Листая книгу, писатель наткнулся на историю Пана…
«Пан родился от смертной женщины и принял вид человека, хотя человеком он был наполовину. Он пас коз в горах, жил тихой, молчаливой и безвестной жизнью. Лишь бог знал о нем и козы. Однажды он вознесся к богу в его чертоги.
Так закончилась его первая жизнь.
Он не познал брачных уз, хотя и не избежал искушений плоти.
В следующей жизни Пан жил жизнью блаженного. Как вестник бога он молча прошел по земле из конца в конец, и за ним следовали события, попавшие в хроники, в которых не многое нашло исчерпывающее объяснение.
Он ушел незаметно, так же, как и пришел. После него осталось несколько книг, темных и непонятых, над которыми время было не властно.
Так закончилась его вторая жизнь.
Пан не исчез, он вернется, уверяла молва. Она говорила на языке птиц. Люди слушали ее как какую-то восхитительную музыку. Молва рассказывала истории и приносила счастье, то одному человеку, то целой семье. Правда, иногда молва погружалась в забытье и, очнувшись, не помнила о только что произошедшем. Она напоминала спящего человека, все еще видевшего картины, которые не всем дозволено смотреть. В остальное время она жила как обычный человек и радовалась или печалился всякую минуту. Женщин она избегала, говорила, что от них тотчас же меняется судьба и мысли, и что богам и мудрым людям женщины ненавистны…»
«Однажды Пан вернулся в город. Улицы были безлюдны. Большая часть жителей покинула город, одни по принуждению обстоятельств, другие, чтобы спастись или по иным причинам. Без мужчин женщины сходили с ума. Они нападали на каждого прохожего, сбивали его с ног, и когда от мужчины ничего не оставалось, расходились.
Не избежал нападения женщин и Пан…»
На этом история Пана обрывалась…
Писатель невольно вздохнул и глянул в окно на город.

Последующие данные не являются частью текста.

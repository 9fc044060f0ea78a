//! Movie API server binary.

use std::net::SocketAddr;

use anyhow::Context;
use tokio::signal;
use tracing::{info, warn};
use tracing_subscriber::{layer::SubscriberExt, util::SubscriberInitExt};

use movie_api::{create_router, AppState, Config};

/// Main entry point for the movie API server.
///
/// # Startup Sequence
/// 1. Initialize tracing subscriber for logging
/// 2. Load configuration from environment variables
/// 3. Connect the cache backend and build the catalog client
/// 4. Start HTTP server on configured port
/// 5. Handle graceful shutdown on SIGINT/SIGTERM, then close the cache
#[tokio::main]
async fn main() -> anyhow::Result<()> {
    // Defaults to "info" level, can be overridden with RUST_LOG env var
    tracing_subscriber::registry()
        .with(
            tracing_subscriber::EnvFilter::try_from_default_env()
                .unwrap_or_else(|_| "movie_api=info,tower_http=info".into()),
        )
        .with(tracing_subscriber::fmt::layer())
        .init();

    info!("Starting Movie API");

    let config = Config::from_env();
    info!(
        "Configuration loaded: port={}, cache_backend={:?}, cache_op_timeout={:?}",
        config.server_port, config.cache_backend, config.cache_op_timeout
    );
    if config.uses_dev_secret() {
        warn!("JWT_SECRET is not set, signing tokens with the development placeholder");
    }
    if config.tmdb_api_key.is_empty() {
        warn!("TMDB_API_KEY is not set, catalog requests will be rejected upstream");
    }

    let state = AppState::from_config(&config)
        .await
        .context("failed to initialize application state")?;
    let cache = state.cache.clone();

    let app = create_router(state);

    let addr = SocketAddr::from(([0, 0, 0, 0], config.server_port));
    let listener = tokio::net::TcpListener::bind(addr)
        .await
        .with_context(|| format!("failed to bind {}", addr))?;
    info!("Server listening on http://{}", addr);

    axum::serve(listener, app)
        .with_graceful_shutdown(shutdown_signal())
        .await
        .context("server error")?;

    cache.store().close().await;
    info!("Server shutdown complete");
    Ok(())
}

/// Waits for shutdown signal (Ctrl+C or SIGTERM).
async fn shutdown_signal() {
    let ctrl_c = async {
        if let Err(e) = signal::ctrl_c().await {
            warn!("Failed to install Ctrl+C handler: {}", e);
            std::future::pending::<()>().await;
        }
    };

    #[cfg(unix)]
    let terminate = async {
        match signal::unix::signal(signal::unix::SignalKind::terminate()) {
            Ok(mut sigterm) => {
                sigterm.recv().await;
            }
            Err(e) => {
                warn!("Failed to install SIGTERM handler: {}", e);
                std::future::pending::<()>().await;
            }
        }
    };

    #[cfg(not(unix))]
    let terminate = std::future::pending::<()>();

    tokio::select! {
        _ = ctrl_c => {
            info!("Received Ctrl+C, initiating shutdown...");
        }
        _ = terminate => {
            info!("Received SIGTERM, initiating shutdown...");
        }
    }
}
//! Bearer token issuing and verification (HS256 JWT).

use std::time::Duration;

use chrono::Utc;
use jsonwebtoken::errors::ErrorKind;
use jsonwebtoken::{decode, encode, Algorithm, DecodingKey, EncodingKey, Header, Validation};
use serde::{Deserialize, Serialize};
use thiserror::Error;

#[derive(Error, Debug, Clone, PartialEq, Eq)]
pub enum TokenError {
    #[error("token encoding failed: {0}")]
    Encode(String),

    #[error("token expired")]
    Expired,

    #[error("invalid token")]
    Invalid,
}

/// Claims carried by every issued token.
#[derive(Debug, Clone, PartialEq, Eq, Serialize, Deserialize)]
pub struct Claims {
    /// Account id
    pub sub: String,
    pub iat: i64,
    pub exp: i64,
}

/// Signs and checks tokens with a shared secret.
#[derive(Clone)]
pub struct TokenService {
    encoding: EncodingKey,
    decoding: DecodingKey,
    lifetime: Duration,
}

impl TokenService {
    pub fn new(secret: &str, lifetime: Duration) -> Self {
        Self {
            encoding: EncodingKey::from_secret(secret.as_bytes()),
            decoding: DecodingKey::from_secret(secret.as_bytes()),
            lifetime,
        }
    }

    pub fn issue(&self, account_id: &str) -> Result<String, TokenError> {
        let now = Utc::now().timestamp();
        let lifetime = i64::try_from(self.lifetime.as_secs()).unwrap_or(i64::MAX);
        let claims = Claims {
            sub: account_id.to_string(),
            iat: now,
            exp: now.saturating_add(lifetime),
        };
        self.sign(&claims)
    }

    fn sign(&self, claims: &Claims) -> Result<String, TokenError> {
        encode(&Header::new(Algorithm::HS256), claims, &self.encoding)
            .map_err(|e| TokenError::Encode(e.to_string()))
    }

    pub fn verify(&self, token: &str) -> Result<Claims, TokenError> {
        decode::<Claims>(token, &self.decoding, &Validation::new(Algorithm::HS256))
            .map(|data| data.claims)
            .map_err(|e| match e.kind() {
                ErrorKind::ExpiredSignature => TokenError::Expired,
                _ => TokenError::Invalid,
            })
    }
}
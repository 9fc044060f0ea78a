//! Catalog provider seam and the provider's wire types.

use async_trait::async_trait;
use serde::{Deserialize, Serialize};
use thiserror::Error;

/// Failure reported by the upstream provider.
#[derive(Error, Debug, Clone, PartialEq, Eq)]
pub enum ProviderError {
    /// The requested item does not exist upstream
    #[error("resource not found")]
    NotFound,

    /// Timeout, transport failure, rate limiting, 5xx or an unreadable body
    #[error("provider unavailable: {0}")]
    Transient(String),
}

/// One page of a provider listing.
#[derive(Debug, Clone, PartialEq, Serialize, Deserialize)]
pub struct RawPage<T> {
    pub page: u32,
    #[serde(default = "Vec::new")]
    pub results: Vec<T>,
    pub total_pages: u32,
    pub total_results: u64,
}

/// A movie as it appears inside provider listings.
#[derive(Debug, Clone, Default, PartialEq, Serialize, Deserialize)]
pub struct RawMovie {
    pub id: u64,
    #[serde(default)]
    pub title: String,
    #[serde(default)]
    pub poster_path: Option<String>,
    #[serde(default)]
    pub overview: Option<String>,
    #[serde(default)]
    pub genre_ids: Vec<u64>,
    #[serde(default)]
    pub release_date: Option<String>,
    #[serde(default)]
    pub popularity: Option<f64>,
    #[serde(default)]
    pub vote_count: Option<u64>,
    #[serde(default)]
    pub vote_average: Option<f64>,
}

#[derive(Debug, Clone, PartialEq, Eq, Serialize, Deserialize)]
pub struct Genre {
    pub id: u64,
    pub name: String,
}

#[derive(Debug, Clone, PartialEq, Eq, Serialize, Deserialize)]
pub struct ProductionCountry {
    pub iso_3166_1: String,
    pub name: String,
}

/// A single movie as returned by the detail and latest endpoints.
#[derive(Debug, Clone, Default, PartialEq, Serialize, Deserialize)]
pub struct RawMovieDetails {
    pub id: u64,
    #[serde(default)]
    pub title: String,
    #[serde(default)]
    pub overview: Option<String>,
    #[serde(default)]
    pub genres: Vec<Genre>,
    #[serde(default)]
    pub popularity: Option<f64>,
    #[serde(default)]
    pub release_date: Option<String>,
    #[serde(default)]
    pub original_language: Option<String>,
    #[serde(default)]
    pub production_countries: Vec<ProductionCountry>,
    #[serde(default)]
    pub vote_count: Option<u64>,
    #[serde(default)]
    pub vote_average: Option<f64>,
    #[serde(default)]
    pub budget: Option<u64>,
    #[serde(default)]
    pub revenue: Option<u64>,
    #[serde(default)]
    pub homepage: Option<String>,
    #[serde(default)]
    pub poster_path: Option<String>,
}

/// Upstream movie metadata source.
#[async_trait]
pub trait CatalogProvider: Send + Sync {
    async fn upcoming(&self, page: u32) -> Result<RawPage<RawMovie>, ProviderError>;

    async fn latest(&self) -> Result<RawMovieDetails, ProviderError>;

    async fn popular(&self, page: u32) -> Result<RawPage<RawMovie>, ProviderError>;

    async fn top_rated(&self, page: u32) -> Result<RawPage<RawMovie>, ProviderError>;

    async fn search(&self, query: &str, page: u32) -> Result<RawPage<RawMovie>, ProviderError>;

    async fn details(&self, id: &str) -> Result<RawMovieDetails, ProviderError>;

    async fn similar(&self, id: &str, page: u32) -> Result<RawPage<RawMovie>, ProviderError>;
}
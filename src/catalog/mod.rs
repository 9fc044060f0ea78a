//! Catalog Module
//!
//! The upstream movie metadata provider, the TMDB client that implements it,
//! and the access layer that shapes provider data into response items.

mod models;
mod provider;
mod service;
mod tmdb;

pub use models::{
    ImageUrls, LatestMovie, ListingKind, MovieDetail, MoviePage, MovieSummary, PosterSize,
};
pub use provider::{
    CatalogProvider, Genre, ProductionCountry, ProviderError, RawMovie, RawMovieDetails, RawPage,
};
pub use service::{Catalog, CatalogError};
pub use tmdb::{TmdbProvider, TmdbSettings};
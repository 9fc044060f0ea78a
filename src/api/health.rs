use axum::{extract::State, Json};

use crate::api::AppState;
use crate::models::HealthResponse;

/// Handler for GET /health
///
/// Reports cache liveness and counters; never fails.
pub async fn health_handler(State(state): State<AppState>) -> Json<HealthResponse> {
    let store = state.cache.store();
    Json(HealthResponse::healthy(
        store.backend_name(),
        store.is_live(),
        &state.cache.stats(),
    ))
}
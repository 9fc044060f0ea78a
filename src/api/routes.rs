//! API Routes
//!
//! Configures the Axum router with all movie API endpoints.

use axum::{
    routing::{get, post, put},
    Router,
};
use tower_http::{
    cors::{Any, CorsLayer},
    trace::TraceLayer,
};

use super::accounts::{login_handler, me_handler, signup_handler};
use super::favorites::{add_favorite_handler, list_favorites_handler, remove_favorite_handler};
use super::health::health_handler;
use super::movies::{
    details_handler, latest_handler, popular_handler, search_handler, similar_handler,
    top_rated_handler, upcoming_handler,
};
use super::reviews::{
    add_review_handler, delete_review_handler, movie_reviews_handler, update_review_handler,
};
use super::AppState;

/// Creates the main router with all endpoints configured.
///
/// Routes under `/api/movies`, `/api/reviews` and `/api/favorites` as well as
/// `/api/me` require a bearer token.
///
/// # Middleware
/// - CORS: Allows any origin
/// - Tracing: Logs all requests
pub fn create_router(state: AppState) -> Router {
    // Configure CORS middleware
    let cors = CorsLayer::new()
        .allow_origin(Any)
        .allow_methods(Any)
        .allow_headers(Any);

    let movies = Router::new()
        .route("/upcoming", get(upcoming_handler))
        .route("/latest", get(latest_handler))
        .route("/popular", get(popular_handler))
        .route("/top_rated", get(top_rated_handler))
        .route("/search", get(search_handler))
        .route("/:id", get(details_handler))
        .route("/:id/similar", get(similar_handler));

    let api = Router::new()
        .route("/signup", post(signup_handler))
        .route("/login", post(login_handler))
        .route("/me", get(me_handler))
        .nest("/movies", movies)
        .route("/reviews", post(add_review_handler))
        .route(
            "/reviews/:id",
            get(movie_reviews_handler)
                .put(update_review_handler)
                .delete(delete_review_handler),
        )
        .route(
            "/favorites",
            post(add_favorite_handler).get(list_favorites_handler),
        )
        .route(
            "/favorites/:movie_id",
            axum::routing::delete(remove_favorite_handler),
        );

    Router::new()
        .nest("/api", api)
        .route("/health", get(health_handler))
        .layer(cors)
        .layer(TraceLayer::new_for_http())
        .with_state(state)
}
//! Account storage.

use std::collections::HashMap;

use async_trait::async_trait;
use chrono::{DateTime, Utc};
use serde::Serialize;
use tokio::sync::RwLock;
use uuid::Uuid;

use crate::accounts::password::{Credential, DEFAULT_HASH_ROUNDS};
use crate::content::StoreError;

/// A registered account. The credential never leaves this module's types.
#[derive(Debug, Clone)]
pub struct Account {
    pub id: String,
    pub name: String,
    pub email: String,
    pub created_at: DateTime<Utc>,
    password: Credential,
}

impl Account {
    pub fn profile(&self) -> AccountProfile {
        AccountProfile {
            id: self.id.clone(),
            name: self.name.clone(),
            email: self.email.clone(),
        }
    }
}

/// Public view of an account.
#[derive(Debug, Clone, PartialEq, Eq, Serialize)]
pub struct AccountProfile {
    pub id: String,
    pub name: String,
    pub email: String,
}

#[derive(Debug, Clone)]
pub struct NewAccount {
    pub name: String,
    pub email: String,
    pub password: String,
}

#[async_trait]
pub trait AccountStore: Send + Sync {
    async fn find_by_id(&self, id: &str) -> Result<Option<Account>, StoreError>;

    async fn find_by_email(&self, email: &str) -> Result<Option<Account>, StoreError>;

    /// Fails with `Conflict` when the email is already registered.
    async fn create(&self, account: NewAccount) -> Result<Account, StoreError>;

    /// The account when `email` exists and `password` matches.
    async fn verify_credential(
        &self,
        email: &str,
        password: &str,
    ) -> Result<Option<Account>, StoreError>;
}

/// Accounts keyed by id, with a lower-cased email index.
#[derive(Debug)]
pub struct InMemoryAccountStore {
    inner: RwLock<Accounts>,
    hash_rounds: u32,
}

#[derive(Debug, Default)]
struct Accounts {
    by_id: HashMap<String, Account>,
    by_email: HashMap<String, String>,
}

impl InMemoryAccountStore {
    pub fn new() -> Self {
        Self::with_hash_rounds(DEFAULT_HASH_ROUNDS)
    }

    /// Creates a store that hashes new passwords with `rounds` PBKDF2 rounds.
    pub fn with_hash_rounds(hash_rounds: u32) -> Self {
        Self {
            inner: RwLock::new(Accounts::default()),
            hash_rounds,
        }
    }
}

impl Default for InMemoryAccountStore {
    fn default() -> Self {
        Self::new()
    }
}

fn normalize_email(email: &str) -> String {
    email.trim().to_lowercase()
}

#[async_trait]
impl AccountStore for InMemoryAccountStore {
    async fn find_by_id(&self, id: &str) -> Result<Option<Account>, StoreError> {
        Ok(self.inner.read().await.by_id.get(id).cloned())
    }

    async fn find_by_email(&self, email: &str) -> Result<Option<Account>, StoreError> {
        let inner = self.inner.read().await;
        Ok(inner
            .by_email
            .get(&normalize_email(email))
            .and_then(|id| inner.by_id.get(id))
            .cloned())
    }

    async fn create(&self, account: NewAccount) -> Result<Account, StoreError> {
        let email_key = normalize_email(&account.email);
        if self.inner.read().await.by_email.contains_key(&email_key) {
            return Err(StoreError::Conflict("User already exists".to_string()));
        }

        // Key derivation is CPU-bound, keep it off the async workers
        let rounds = self.hash_rounds;
        let password = account.password.clone();
        let credential = tokio::task::spawn_blocking(move || Credential::hash(&password, rounds))
            .await
            .map_err(|e| StoreError::Backend(format!("password hashing aborted: {}", e)))?
            .map_err(|e| StoreError::Backend(format!("password hashing failed: {}", e)))?;

        let mut inner = self.inner.write().await;
        if inner.by_email.contains_key(&email_key) {
            return Err(StoreError::Conflict("User already exists".to_string()));
        }

        let created = Account {
            id: Uuid::new_v4().to_string(),
            name: account.name.trim().to_string(),
            email: account.email.trim().to_string(),
            created_at: Utc::now(),
            password: credential,
        };
        inner.by_email.insert(email_key, created.id.clone());
        inner.by_id.insert(created.id.clone(), created.clone());
        Ok(created)
    }

    async fn verify_credential(
        &self,
        email: &str,
        password: &str,
    ) -> Result<Option<Account>, StoreError> {
        let Some(account) = self.find_by_email(email).await? else {
            return Ok(None);
        };

        let password = password.to_string();
        tokio::task::spawn_blocking(move || {
            let matches = account.password.verify(&password);
            matches.then_some(account)
        })
        .await
        .map_err(|e| StoreError::Backend(format!("password check aborted: {}", e)))
    }
}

Днем писатель дописывал свою книгу, а ночью блуждал в темных сводчатых коридорах и переходах женского монастыря, искал блаженную. Он не верил слухам о ее смерти, пока не наткнулся на незнакомца, который представился мэром и отцом блаженной.
Утром другого дня писатель покинул город.
Дорога увела писателя в горы, источенные пещерами, отроги которых тянулись за море.
Он поселился в одной из пещер вместе со стариком.
Много лет назад старик удалился от суеты. Сил у старика не было, только языком он мог помочь себе. Он наставлял прохожих и готовил себя к смерти. Близок он был к концу пути.
С этим стариком писатель провел несколько дней и предал его тело погребению, когда старик умер.
Вот история старика, какой она попала в книгу писателя:
«Петр, так звали старика, был женат, он взял себе жену из провинции весьма красивую, но с дурными помыслами. Она обманывала мужа. Как-то Петр неожиданно вернулся домой и застал жену с любовником. Он лишь молча глянул на них, ничего не сказал и ушел.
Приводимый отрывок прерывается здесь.